The newly established International Criminal Court risks being "fatally damaged” by demands that it cancels its first-ever war-crimes indictment because it is an obstacle to ending Uganda's 20-year civil war.
The dispute over a slew of charges against the leader of the Lord"s Resistance Army, Joseph Kony- who is accused of mass murder, rape, mutilations and abducting children to become soldiers – has opened a rift between African governments, which believe trials should be subordinated to local peace deals and reconciliation, and countries such as Britain, which strongly back the ICC as establishing international justice.
The row also reflects differences seen at tribunals for Rwanda and Sierra Leone over whether international trials should take precedence.
The ICC launched its investigation into the LRA's crimes at the urging of the Ugandan government and issued indictments against Kony and four of his commanders in 2005.
Kony has demanded that the charges be dropped as a condition for a peace deal and Uganda's President, Yoweri Museveni, wants the ICC to agree. Museveni has also promised the LRA leader immunity from arrest in Uganda.
The ICC says governments are obliged to implement the warrants if Kony is on their territory and has reminded Uganda, Sudan and the Democratic Republic of Congo of their legal commitments.
Court officials are privately furious, not only because they risk seeing their historic first case reduced to farce, but also because they launched the inquiry at the request of the Ugandan government, which is now accusing the ICC of neo-colonialism.
Richard Goldstone, the former chief prosecutor for the Bosnia and Rwanda tribunals, which laid the ground for the ICC, said that if the charges against Kony were dropped, it could destroy the court.
“It would be fatally damaging to the credibility of the international court if Museveni was allowed to get away with granting amnesty. I just don't accept that Museveni has any right to use the International Criminal Court like this,” he said.

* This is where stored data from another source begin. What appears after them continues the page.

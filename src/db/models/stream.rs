use chrono::NaiveDateTime;
use serde::{Deserialize, Serialize};

use crate::{
    db::helpers::{duration_secs, lenient_count, timestamp},
    duration::duration_to_secs,
};

/// A stream snapshot. The first snapshot of a broadcast doubles as the
/// reference record for analytics; later ones act as viewer samples.
#[derive(Debug, Clone, PartialEq, Serialize, Deserialize)]
pub struct Stream {
    pub streamer: String,
    #[serde(with = "timestamp", alias = "datetime")]
    pub started_at: NaiveDateTime,
    #[serde(
        alias = "numviewers",
        deserialize_with = "lenient_count::deserialize"
    )]
    pub viewers: u64,
    #[serde(rename = "duration", with = "duration_secs")]
    pub duration_secs: u64,
}

impl Stream {
    pub fn new(
        streamer: impl Into<String>,
        started_at: NaiveDateTime,
        viewers: u64,
        duration: impl Into<DurationInput>,
    ) -> Self {
        Self {
            streamer: streamer.into(),
            started_at,
            viewers,
            duration_secs: duration.into().secs(),
        }
    }
}

/// A duration as callers receive it: already in seconds, or as a platform
/// string like `"1h2m3s"`.
#[derive(Debug, Clone, PartialEq, Eq)]
pub enum DurationInput {
    Seconds(u64),
    Text(String),
}

impl DurationInput {
    pub fn secs(&self) -> u64 {
        match self {
            DurationInput::Seconds(secs) => *secs,
            DurationInput::Text(text) => duration_to_secs(text),
        }
    }
}

impl From<u64> for DurationInput {
    fn from(secs: u64) -> Self {
        DurationInput::Seconds(secs)
    }
}

impl From<&str> for DurationInput {
    fn from(text: &str) -> Self {
        DurationInput::Text(text.to_string())
    }
}

impl From<String> for DurationInput {
    fn from(text: String) -> Self {
        DurationInput::Text(text)
    }
}
pub mod clip;
pub mod message;
pub mod stored;
pub mod stream;

pub use clip::{Clip, ClipFilter, ClipUpdate};
pub use message::Message;
pub use stored::Stored;
pub use stream::{DurationInput, Stream};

“If you have a system of international justice, you've got to follow through on it. If in some cases that's going to make peace negotiations difficult, that may be the price that has to be paid. The international community must keep a firm line and say are we going to have a better world because of the international court or not.”
The United Kingdom is dismayed at the prospect of the court, a favoured project of Prime Minister Tony Blair, being embarrassed. The British Foreign Office on Monday said the UK is a “strong supporter of international justice and the ICC” as an imperative to tackle impunity. It said the warrants should be enforced but recognises this is “an extremely difficult issue” and it would be best if a deal could be reached that takes into account international justice and local needs. Officials were at a loss to say what that might be.
International justice has been a source of friction between African governments and the West since the establishment of the United Nations tribunal to try those responsible for the 1994 genocide in Rwanda.
The Rwandan government wanted to put the Hutu leadership on trial itself, saying that distant and slow-paced hearings in a foreign country would not serve justice or reconciliation. However, Rwandan authorities would not have been able to arrest the leaders now held by the UN tribunal, some of whom are in jail for life.
The UN-backed tribunal in Sierra Leone has also proved contentious. Its hybrid court of foreign and local judges has brought former Liberian president Charles Taylor to justice for his role in Sierra Leone's brutal civil war.
But the court has been strongly criticised in Sierra Leone and abroad for other trials. Peter Penfold, the former British high commissioner to Freetown, has said that prosecutions threaten a fragile peace.
Among the most sensitive is that of Sam Hinga Norman, the former interior minister and leader of a militia, who is on trial for crimes against humanity, including murder and recruitment of child soldiers.
Hinga Norman is a hero to many Sierra Leoneans for using his Kamajor militia to defend towns from rebels notorious for indiscriminate killings, mutilations and abduction of children. His prosecution is deeply unpopular. Hinga Norman says that as a then-serving minister, and fighting to defend the legitimate government, he was taking orders from President Ahmad Tejan Kabbah, the British-backed leader who is not on trial.
In its dispute with the ICC, Uganda points to South Africa as an example of the need to subordinate justice to ending conflict. South Africa established a Truth and Reconciliation Commission that offered amnesty in return for confession and full disclosure. Alex Boraine, the TRC's vice-chairperson, said Nelson Mandela was forced to agree to demands for an amnesty by white officials.
“Because of the need to get a deeply divided society to a point that they could actually live together in the same land there had to be fairly significant compromises,” Boraine said.
Britain has backed the ICC in the belief that the fear of international justice will discourage the kind of crimes committed in Rwanda, Uganda and Sierra Leone in the future. But the trials to date appear to have done little to deter mass killings in the Democratic Republic of Congo by Rwandan and Ugandan forces, or Sudanese government complicity in the genocide of Darfur.
However, Goldstone said international justice is having an effect.
“It's impossible to say what crimes might have been committed that were prevented because of these tribunals. But I think there is circumstantial evidence that things are changing,” Goldstone said.